The 4th life, film indépendant canadien

Deux jeunes femmes s’embrassent langoureusement à demi-nues sur un lit. Des flashbacks désordonnés nous conte l’histoire des deux amantes. Caz, la brune, s’est échappée d’un asile pour criminels. Maire, la blonde, tient un magasin d’antiquités.  Qui sont-elles vraiment et qu’est-ce qui les lie si intimement ? Le film ne dévoile le mystère que progressivement.

Envoûtant et suave sont deux adjectifs qui collent parfaitement au film du réalisateur canadien François Miron. Tourné en langue anglaise, l’esthétique feutrée ressemble à du David Lynch. Mais Miron reste indépendant et créé son propre monde, un univers où le saphisme est la norme, sur fond de thriller, et avec quelques escapades surréalistes.

Déformations, jeux de reflets et de flous, palette de couleurs étonnantes, objectif grand angle, the 4th life flatte l’oeil et les sens, nous titille avec de l’érotisme, au sens noble du terme. Les actrices ne sont pas des bombasses siliconnées mais elles ont beaucoup de charme. La caméra, toujours en lent et doux mouvement, caresse leur corps en prenant le temps. Miron montre la beauté de la chair, à la fois simple et puissante. Mais en même temps, on trouve des scènes qui inspirent la répulsion. L’appartement familiale où vivait Caz durant sa jeunesse est un capharnaüm rempli de crasse. Marie croise un clochard lors son voyage et sa nourriture est difficilement identifiable.
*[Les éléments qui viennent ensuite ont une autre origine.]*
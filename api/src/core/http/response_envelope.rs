//! JSON body of every `/api` answer and of `/health`.
//!
//! Success: `{"success": true, "data": ...}` where `data` is a document list,
//! store stats, an insert report or a `{answer, sub_queries, references}` answer.
//! Failure: `{"success": false, "error": {"code", "message", "request_id"?, "details"?}}`.

use axum::{
    Json,
    http::StatusCode,
    response::{IntoResponse, Response},
};
use serde::Serialize;

#[derive(Serialize)]
pub struct ApiResponse<T: Serialize> {
    pub success: bool,
    #[serde(skip_serializing_if = "Option::is_none")]
    pub data: Option<T>,
    #[serde(skip_serializing_if = "Option::is_none")]
    pub error: Option<ApiError>,
}

#[derive(Serialize)]
pub struct ApiError {
    /// One of `BAD_REQUEST`, `NOT_FOUND`, `COLLECTION_MISSING`, `EMBEDDING_FAILED`,
    /// `SEARCH_FAILED`, `VECTOR_STORE_ERROR`, `MODEL_ERROR`, ...
    pub code: &'static str,
    pub message: String,
    /// Set when the request passed through the rejection mapper.
    #[serde(skip_serializing_if = "Option::is_none")]
    pub request_id: Option<String>,
    #[serde(skip_serializing_if = "Vec::is_empty")]
    pub details: Vec<FieldIssue>,
}

/// A problem with one field of a query or document request body.
#[derive(Serialize)]
pub struct FieldIssue {
    #[serde(skip_serializing_if = "Option::is_none")]
    pub field: Option<String>,
    #[serde(skip_serializing_if = "Option::is_none")]
    pub hint: Option<String>,
}

impl<T: Serialize> ApiResponse<T> {
    pub fn success(data: T) -> Self {
        Self {
            success: true,
            data: Some(data),
            error: None,
        }
    }

    pub fn into_response_with_status(self, status: StatusCode) -> Response {
        (status, Json(self)).into_response()
    }
}

impl ApiResponse<()> {
    pub fn failure(code: &'static str, message: impl Into<String>) -> Self {
        Self {
            success: false,
            data: None,
            error: Some(ApiError {
                code,
                message: message.into(),
                request_id: None,
                details: Vec::new(),
            }),
        }
    }

    pub fn with_request_id(mut self, id: impl Into<String>) -> Self {
        if let Some(err) = self.error.as_mut() {
            err.request_id = Some(id.into());
        }
        self
    }

    pub fn with_issue(mut self, issue: FieldIssue) -> Self {
        if let Some(err) = self.error.as_mut() {
            if issue.field.is_some() || issue.hint.is_some() {
                err.details.push(issue);
            }
        }
        self
    }
}

/// `200 OK` with `data`.
pub fn ok<T: Serialize>(data: T) -> Response {
    ApiResponse::success(data).into_response_with_status(StatusCode::OK)
}

/// `201 Created` with `data`; used when a document was stored.
pub fn created<T: Serialize>(data: T) -> Response {
    ApiResponse::success(data).into_response_with_status(StatusCode::CREATED)
}

#[cfg(test)]
mod tests {
    use super::*;

    #[test]
    fn success_carries_only_data() {
        let v = serde_json::to_value(ApiResponse::success(vec!["manual.pdf"])).unwrap();
        assert_eq!(v, serde_json::json!({ "success": true, "data": ["manual.pdf"] }));
    }

    #[test]
    fn failure_lists_field_issues_and_request_id() {
        let v = serde_json::to_value(
            ApiResponse::<()>::failure("BAD_REQUEST", "active_documents must not be empty")
                .with_request_id("req-1")
                .with_issue(FieldIssue {
                    field: Some("active_documents".into()),
                    hint: None,
                })
                .with_issue(FieldIssue {
                    field: None,
                    hint: None,
                }),
        )
        .unwrap();
        assert_eq!(
            v,
            serde_json::json!({
                "success": false,
                "error": {
                    "code": "BAD_REQUEST",
                    "message": "active_documents must not be empty",
                    "request_id": "req-1",
                    "details": [{ "field": "active_documents" }]
                }
            })
        );
    }

    #[test]
    fn created_answers_201() {
        assert_eq!(created(1).status(), StatusCode::CREATED);
    }
}
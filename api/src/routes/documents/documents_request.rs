use rag_store::ChunkInput;
use serde::{Deserialize, Serialize};

/// Query string of `GET /api/documents`.
#[derive(Debug, Default, Deserialize)]
pub struct ListDocumentsParams {
    #[serde(default)]
    pub only_blocked: Option<bool>,
}

/// Body of `POST /api/documents`: a document already split into chunks.
#[derive(Debug, Deserialize)]
pub struct InsertDocumentRequest {
    pub document_id: String,
    pub chunks: Vec<ChunkInput>,
}

/// Body of `PUT /api/documents/{document_id}/blocked`.
#[derive(Debug, Deserialize)]
pub struct SetBlockedRequest {
    pub blocked: bool,
}

#[derive(Debug, Serialize)]
pub struct BlockedResponse {
    pub document_id: String,
    pub blocked: bool,
}

#[derive(Debug, Serialize)]
pub struct DeletedResponse {
    pub document_id: String,
    pub deleted: bool,
}

#[derive(Debug, Serialize)]
pub struct ClearedResponse {
    pub collection: String,
    pub cleared: bool,
}
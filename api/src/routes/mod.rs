pub mod documents;
pub mod health_route;
pub mod query;
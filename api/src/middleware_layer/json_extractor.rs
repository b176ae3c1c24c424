//! Rewrites plain-text 400/422 rejections (e.g. from the `Json` extractor)
//! into the JSON error envelope.

use axum::{
    body::{Body, Bytes},
    http::{HeaderValue, Request, StatusCode, header},
    middleware::Next,
    response::Response,
};
use chrono::Utc;
use tracing::debug;

use crate::core::http::response_envelope::{ApiResponse, FieldIssue};

// Longer names first where one contains another.
const REQUEST_FIELDS: [&str; 7] = [
    "active_documents",
    "only_blocked",
    "document_id",
    "language",
    "chunks",
    "blocked",
    "query",
];

async fn take_body(res: Response) -> (axum::http::response::Parts, Bytes) {
    let (parts, body) = res.into_parts();
    let bytes = axum::body::to_bytes(body, usize::MAX)
        .await
        .unwrap_or_default();
    (parts, bytes)
}

fn guess_path_from_serde_msg(msg: &str) -> Option<String> {
    REQUEST_FIELDS
        .iter()
        .find(|key| msg.contains(*key))
        .map(|key| key.to_string())
}

fn hint_for(msg: &str) -> Option<String> {
    if msg.contains("expected a sequence") {
        Some("Expected an array for this field (e.g. [\"manual.pdf\"]).".into())
    } else if msg.contains("expected a map") || msg.contains("expected struct") {
        Some("Expected a JSON object here (e.g. { \"field\": \"value\" }).".into())
    } else if msg.contains("missing field") {
        Some("A required field is missing from the request body.".into())
    } else {
        None
    }
}

fn ensure_request_id(parts: &mut axum::http::response::Parts) -> String {
    if let Some(v) = parts
        .headers
        .get("X-Request-Id")
        .and_then(|h| h.to_str().ok())
        .filter(|v| !v.trim().is_empty())
    {
        return v.to_string();
    }
    let nanos = Utc::now()
        .timestamp_nanos_opt()
        .unwrap_or_else(|| Utc::now().timestamp_micros() * 1000);
    let id = format!("req-{nanos}");
    if let Ok(v) = HeaderValue::from_str(&id) {
        parts.headers.insert("X-Request-Id", v);
    }
    id
}

pub async fn json_error_mapper(req: Request<Body>, next: Next) -> Response {
    let res = next.run(req).await;
    let status = res.status();

    if !(status == StatusCode::BAD_REQUEST || status == StatusCode::UNPROCESSABLE_ENTITY) {
        return res;
    }
    // Handlers already answer with the envelope.
    let is_json = res
        .headers()
        .get(header::CONTENT_TYPE)
        .and_then(|v| v.to_str().ok())
        .is_some_and(|v| v.starts_with("application/json"));
    if is_json {
        return res;
    }

    let (mut parts, bytes) = take_body(res).await;
    let original = String::from_utf8_lossy(&bytes);
    let request_id = ensure_request_id(&mut parts);
    debug!(%request_id, status = status.as_u16(), "mapping rejection to envelope");

    let code = if status == StatusCode::BAD_REQUEST {
        "BAD_REQUEST"
    } else {
        "UNPROCESSABLE_ENTITY"
    };
    let envelope = ApiResponse::<()>::failure(code, original.trim())
        .with_request_id(request_id)
        .with_issue(FieldIssue {
            field: guess_path_from_serde_msg(&original),
            hint: hint_for(&original),
        });

    let body = match serde_json::to_vec(&envelope) {
        Ok(v) => v,
        Err(_) => bytes.to_vec(),
    };
    parts
        .headers
        .insert(header::CONTENT_TYPE, HeaderValue::from_static("application/json"));
    parts.headers.remove(header::CONTENT_LENGTH);

    Response::from_parts(parts, body.into())
}
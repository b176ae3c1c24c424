//! Lightweight Ollama service for chat and embeddings.
//!
//! This module implements a thin client for the local Ollama API:
//! - `POST {endpoint}/api/chat`: chat (`stream=false`, or NDJSON stream)
//! - `POST {endpoint}/api/embed`: batched embeddings
//!
//! It uses the universal configuration [`LlmModelConfig`] and ensures
//! that the selected provider is [`LlmProvider::Ollama`].

use std::time::{Duration, Instant};

use serde::{Deserialize, Serialize};
use tracing::{debug, info, instrument};

use crate::{
    chat::{ChatMessage, ChatStream},
    config::{llm_model_config::LlmModelConfig, llm_provider::LlmProvider},
    error_handler::{AiLlmError, Provider, ProviderError, ProviderErrorKind},
    services::{
        check_endpoint, ensure_success,
        streaming::{decode_ollama_ndjson, fragment_stream},
    },
};

/// Thin client for Ollama.
///
/// Initialized with a full [`LlmModelConfig`]. Reuses an HTTP client with
/// a configurable timeout.
#[derive(Debug)]
pub struct OllamaService {
    client: reqwest::Client,
    cfg: LlmModelConfig,
    timeout: Duration,
    url_chat: String,
    url_embed: String,
}

impl OllamaService {
    /// Creates a new [`OllamaService`] from the given config.
    ///
    /// # Errors
    /// - `InvalidProvider` if `cfg.provider` is not `Ollama`
    /// - `InvalidEndpoint` if `cfg.endpoint` is invalid
    /// - [`AiLlmError::HttpTransport`] if the HTTP client cannot be built
    pub fn new(cfg: LlmModelConfig) -> Result<Self, AiLlmError> {
        if cfg.provider != LlmProvider::Ollama {
            return Err(
                ProviderError::new(Provider::Ollama, ProviderErrorKind::InvalidProvider).into(),
            );
        }
        check_endpoint(Provider::Ollama, &cfg.endpoint)?;

        let timeout = Duration::from_secs(cfg.timeout_secs.unwrap_or(60));
        let client = reqwest::Client::builder()
            .timeout(timeout)
            .gzip(true)
            .brotli(true)
            .build()?;

        let base = cfg.base_url().to_string();
        let url_chat = format!("{base}/api/chat");
        let url_embed = format!("{base}/api/embed");

        info!(model = %cfg.model, endpoint = %cfg.endpoint, "OllamaService initialized");

        Ok(Self {
            client,
            cfg,
            timeout,
            url_chat,
            url_embed,
        })
    }

    pub fn config(&self) -> &LlmModelConfig {
        &self.cfg
    }

    /// Performs a **non-streaming** chat request via `/api/chat`.
    ///
    /// Mapped options:
    /// - `num_predict`  ← `self.cfg.max_tokens`
    /// - `temperature`  ← `self.cfg.temperature`
    /// - `top_p`        ← `self.cfg.top_p`
    #[instrument(skip_all, fields(model = %self.cfg.model))]
    pub async fn chat(&self, messages: &[ChatMessage]) -> Result<String, AiLlmError> {
        let started = Instant::now();
        let body = ChatRequest::from_cfg(&self.cfg, messages, false);

        debug!("POST {}", self.url_chat);
        let resp = self
            .client
            .post(&self.url_chat)
            .json(&body)
            .send()
            .await
            .map_err(|e| AiLlmError::from_transport(e, self.timeout))?;
        let resp = ensure_success(Provider::Ollama, resp).await?;

        let out: ChatResponse = resp.json().await.map_err(|e| {
            ProviderError::new(
                Provider::Ollama,
                ProviderErrorKind::Decode(format!("serde error: {e}; expected `message.content`")),
            )
        })?;

        info!(latency_ms = started.elapsed().as_millis(), "ollama chat completed");
        Ok(out.message.content)
    }

    /// Starts a streaming chat (`stream=true`, NDJSON answer).
    #[instrument(skip_all, fields(model = %self.cfg.model))]
    pub async fn chat_stream(&self, messages: &[ChatMessage]) -> Result<ChatStream, AiLlmError> {
        let body = ChatRequest::from_cfg(&self.cfg, messages, true);

        debug!("POST {} (stream)", self.url_chat);
        let resp = self
            .client
            .post(&self.url_chat)
            .json(&body)
            .send()
            .await
            .map_err(|e| AiLlmError::from_transport(e, self.timeout))?;
        let resp = ensure_success(Provider::Ollama, resp).await?;

        Ok(fragment_stream(resp, self.timeout, decode_ollama_ndjson))
    }

    /// Embeds a batch of texts via `/api/embed` (one vector per input, same order).
    #[instrument(skip_all, fields(model = %self.cfg.model, batch = texts.len()))]
    pub async fn embed_batch(&self, texts: &[String]) -> Result<Vec<Vec<f32>>, AiLlmError> {
        if texts.is_empty() {
            return Ok(Vec::new());
        }
        let body = EmbedRequest {
            model: &self.cfg.model,
            input: texts,
            dimensions: self.cfg.dimensions,
        };

        debug!("POST {}", self.url_embed);
        let resp = self
            .client
            .post(&self.url_embed)
            .json(&body)
            .send()
            .await
            .map_err(|e| AiLlmError::from_transport(e, self.timeout))?;
        let resp = ensure_success(Provider::Ollama, resp).await?;

        let out: EmbedResponse = resp.json().await.map_err(|e| {
            ProviderError::new(
                Provider::Ollama,
                ProviderErrorKind::Decode(format!(
                    "serde error: {e}; expected `{{ embeddings: number[][] }}`"
                )),
            )
        })?;

        if out.embeddings.len() != texts.len() {
            return Err(ProviderError::new(
                Provider::Ollama,
                ProviderErrorKind::EmbeddingCount {
                    expected: texts.len(),
                    got: out.embeddings.len(),
                },
            )
            .into());
        }
        Ok(out.embeddings)
    }
}

/* ==========================
HTTP payloads & options
========================== */

#[derive(Debug, Serialize)]
struct ChatRequest<'a> {
    model: &'a str,
    messages: &'a [ChatMessage],
    stream: bool,
    #[serde(skip_serializing_if = "Option::is_none")]
    options: Option<ChatOptions>,
}

impl<'a> ChatRequest<'a> {
    fn from_cfg(cfg: &'a LlmModelConfig, messages: &'a [ChatMessage], stream: bool) -> Self {
        let options = ChatOptions {
            temperature: cfg.temperature,
            top_p: cfg.top_p,
            num_predict: cfg.max_tokens,
        };
        Self {
            model: &cfg.model,
            messages,
            stream,
            options: Some(options),
        }
    }
}

/// Subset of Ollama `options`.
#[derive(Debug, Default, Serialize)]
struct ChatOptions {
    #[serde(skip_serializing_if = "Option::is_none")]
    temperature: Option<f32>,
    #[serde(skip_serializing_if = "Option::is_none")]
    top_p: Option<f32>,
    #[serde(skip_serializing_if = "Option::is_none")]
    num_predict: Option<u32>,
}

#[derive(Debug, Deserialize)]
struct ChatResponse {
    message: ChatResponseMessage,
}

#[derive(Debug, Deserialize)]
struct ChatResponseMessage {
    #[serde(default)]
    content: String,
}

#[derive(Debug, Serialize)]
struct EmbedRequest<'a> {
    model: &'a str,
    input: &'a [String],
    #[serde(skip_serializing_if = "Option::is_none")]
    dimensions: Option<usize>,
}

#[derive(Debug, Deserialize)]
struct EmbedResponse {
    embeddings: Vec<Vec<f32>>,
}

#[cfg(test)]
mod tests {
    use super::*;

    #[test]
    fn builds_api_urls() {
        let svc = OllamaService::new(LlmModelConfig {
            provider: LlmProvider::Ollama,
            model: "qwen3:14b".into(),
            endpoint: "http://localhost:11434/".into(),
            api_key: None,
            max_tokens: Some(256),
            temperature: Some(0.7),
            top_p: None,
            dimensions: None,
            timeout_secs: Some(30),
        })
        .unwrap();
        assert_eq!(svc.url_chat, "http://localhost:11434/api/chat");
        assert_eq!(svc.url_embed, "http://localhost:11434/api/embed");
    }

    #[test]
    fn options_map_max_tokens_to_num_predict() {
        let cfg = LlmModelConfig {
            provider: LlmProvider::Ollama,
            model: "m".into(),
            endpoint: "http://localhost:11434".into(),
            api_key: None,
            max_tokens: Some(100),
            temperature: None,
            top_p: None,
            dimensions: None,
            timeout_secs: None,
        };
        let msgs = [ChatMessage::user("hi")];
        let body = serde_json::to_value(ChatRequest::from_cfg(&cfg, &msgs, false)).unwrap();
        assert_eq!(body["options"]["num_predict"], 100);
        assert_eq!(body["stream"], false);
    }
}
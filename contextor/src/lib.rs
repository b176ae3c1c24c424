//! Question answering over ingested documents.
//!
//! Pipeline per question: decompose into sub-questions, embed them through
//! the batched client, run one filtered search per sub-question, dedup and
//! rerank across sub-questions, then synthesize the answer (full or
//! streamed). [`Contextor`] holds the shared clients; every call builds its
//! own request state, so one instance serves concurrent requests.

mod aggregate;
mod api_types;
mod cfg;
mod decompose;
mod error;
mod llm;
mod progress;
mod prompt;
mod synthesize;

use std::sync::Arc;

use ai_llm_service::LlmServiceProfiles;
use rag_store::{BatchEmbedder, FilteredSearch, RagStore};
use tracing::{debug, info, instrument};

pub use aggregate::{Aggregator, RequestContext};
pub use api_types::{AnswerStream, AskOptions, Language, QaAnswer, Reference, Retrieval, SubQuery};
pub use cfg::ContextorConfig;
pub use decompose::{QueryDecomposer, parse_sub_questions};
pub use error::ContextorError;
pub use llm::{BoxFuture, ChatModel, ChatTier, FragmentStream, ProfileChat, ProfileReranker, Reranker};
pub use progress::{IndicatifProgress, NoopProgress, Progress, Stage};
pub use prompt::{build_user_prompt, system_prompt};
pub use synthesize::{AnswerSynthesizer, NO_ANSWER, SYNTHESIS_FAILED};

/// The question answering pipeline.
pub struct Contextor {
    cfg: ContextorConfig,
    embedder: BatchEmbedder,
    search: FilteredSearch,
    decomposer: QueryDecomposer,
    aggregator: Aggregator,
    synthesizer: AnswerSynthesizer,
    progress: Arc<dyn Progress>,
}

impl Contextor {
    /// Wires the pipeline from its collaborators.
    ///
    /// `fast` decomposes questions, `slow` writes answers.
    pub fn new(
        cfg: ContextorConfig,
        embedder: BatchEmbedder,
        search: FilteredSearch,
        fast: Arc<dyn ChatModel>,
        slow: Arc<dyn ChatModel>,
        reranker: Arc<dyn Reranker>,
    ) -> Result<Self, ContextorError> {
        cfg.validate()?;
        Ok(Self {
            decomposer: QueryDecomposer::new(fast, cfg.max_sub_queries),
            aggregator: Aggregator::new(reranker, cfg.rerank_top_n, cfg.relevance_floor),
            synthesizer: AnswerSynthesizer::new(slow),
            embedder,
            search,
            cfg,
            progress: Arc::new(NoopProgress),
        })
    }

    /// Builds the pipeline over a store and the shared provider profiles.
    pub fn from_services(
        cfg: ContextorConfig,
        store: &RagStore,
        svc: Arc<LlmServiceProfiles>,
    ) -> Result<Self, ContextorError> {
        let embedder = store
            .embedder()
            .clone()
            .with_expected_dim(store.config().vector_size);
        Self::new(
            cfg,
            embedder,
            store.search().clone(),
            Arc::new(ProfileChat::new(svc.clone(), ChatTier::Fast)),
            Arc::new(ProfileChat::new(svc.clone(), ChatTier::Slow)),
            Arc::new(ProfileReranker::new(svc)),
        )
    }

    pub fn with_progress(mut self, progress: Arc<dyn Progress>) -> Self {
        self.progress = progress;
        self
    }

    pub fn config(&self) -> &ContextorConfig {
        &self.cfg
    }

    /// Decomposes, searches and aggregates; stops before synthesis.
    ///
    /// # Errors
    /// [`ContextorError::Embedding`] when the sub-questions cannot be embedded,
    /// [`ContextorError::Search`] for an unusable predicate, a missing
    /// collection, or when no sub-query search succeeded. Decomposition,
    /// rerank and single-search failures only reduce the result.
    #[instrument(skip_all, fields(question_chars = question.len()))]
    pub async fn retrieve(
        &self,
        question: &str,
        opts: &AskOptions,
    ) -> Result<Retrieval, ContextorError> {
        let result = self.run_retrieval(question, opts).await;
        if let Err(e) = &result {
            self.progress.abandon(&e.to_string());
        }
        result
    }

    async fn run_retrieval(
        &self,
        question: &str,
        opts: &AskOptions,
    ) -> Result<Retrieval, ContextorError> {
        if question.trim().is_empty() {
            return Err(ContextorError::Config("question is empty".into()));
        }
        let predicate = opts.predicate();
        predicate
            .validate()
            .map_err(ContextorError::from_query_path)?;

        self.progress.enter(Stage::Decompose);
        let sub_queries = if opts.decompose {
            self.decomposer.decompose(question).await
        } else {
            decompose::original_only(question)
        };

        self.progress.enter(Stage::Embed);
        let texts: Vec<String> = sub_queries.iter().map(|s| s.text.clone()).collect();
        let vectors = self
            .embedder
            .embed(&texts)
            .await
            .map_err(ContextorError::from_query_path)?;

        self.progress.enter(Stage::Search);
        let hit_lists = self
            .search
            .search(&vectors, &predicate)
            .await
            .map_err(ContextorError::from_query_path)?;
        if !hit_lists.is_empty() && hit_lists.iter().all(Option::is_none) {
            return Err(ContextorError::Search(format!(
                "all {} sub-query searches failed",
                hit_lists.len()
            )));
        }
        debug!(
            lists = hit_lists.len(),
            hits = hit_lists.iter().flatten().map(Vec::len).sum::<usize>(),
            "search finished"
        );

        self.progress.enter(Stage::Rerank);
        let references = self.aggregator.aggregate(&sub_queries, &hit_lists).await;
        info!(
            sub_queries = sub_queries.len(),
            references = references.len(),
            "retrieval finished"
        );
        Ok(Retrieval {
            sub_queries,
            references,
        })
    }

    /// Answers a question in one piece.
    ///
    /// Retrieval errors propagate; synthesis errors become the fallback answer.
    pub async fn ask(&self, question: &str, opts: AskOptions) -> Result<QaAnswer, ContextorError> {
        let Retrieval {
            sub_queries,
            references,
        } = self.retrieve(question, &opts).await?;

        self.progress.enter(Stage::Synthesize);
        let language = opts.language.unwrap_or(self.cfg.default_language);
        let answer = self
            .synthesizer
            .synthesize(&sub_queries, &references, language)
            .await;
        self.progress.done();

        Ok(QaAnswer {
            answer,
            sub_queries,
            references,
        })
    }

    /// Answers a question as a stream of fragments.
    ///
    /// Retrieval completes before this returns, so its errors surface here
    /// rather than inside the stream.
    pub async fn ask_stream(
        &self,
        question: &str,
        opts: AskOptions,
    ) -> Result<AnswerStream, ContextorError> {
        let Retrieval {
            sub_queries,
            references,
        } = self.retrieve(question, &opts).await?;

        self.progress.enter(Stage::Synthesize);
        let language = opts.language.unwrap_or(self.cfg.default_language);
        let fragments = self
            .synthesizer
            .synthesize_stream(&sub_queries, &references, language);
        self.progress.done();

        Ok(AnswerStream {
            sub_queries,
            references,
            fragments,
        })
    }
}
La bande sonore rappelle également le père Lynch. Des bruits sourds, mis à l’envers, bidouillés, triturés, tendent à instaurer une atmosphère mystérieuse dans laquelle il fait bon se perdre. Miron n’a pas à rougir de la comparaison. Il sait imposer son style.

Le film propose une trame de road movie. La plantureuse blonde fréquente sort de son magasin pour rejoindre un richissime antiquaire. Pour ce faire, elle doit fréquenter des endroits crados. D’abord un train de frêt en compagnie d’un SDF puis un hôtel miteux avec un réceptionniste paranoïaque et armé. A partir de là, les événements étranges se succèdent. Une bande de terroristes locaux, une petite amie hargneuse qui laisse des cadavres derrière elle. On se demande ce qui se passe jusqu’à la fin qui tombe presque dans un total délire. Entre temps, nous remontons le passé pour découvrir l’événement traumatisant qui a donné naissance à la relation entre Marie et Caz.

Difficile d’en dire plus sur ce film assez particulier. On retiendra surtout la réalisation très sensuelle. François Miron a le don de mettre en scène avec talent des ambiances bizarres et hypnotiques, et de pratiquer un humour noir tout en restant sérieux sur le fond. A suivre !

Pays : Canada. Année : 2006. Réalisé par François Miron. Avec Janet Lane, Andrea Sheldon.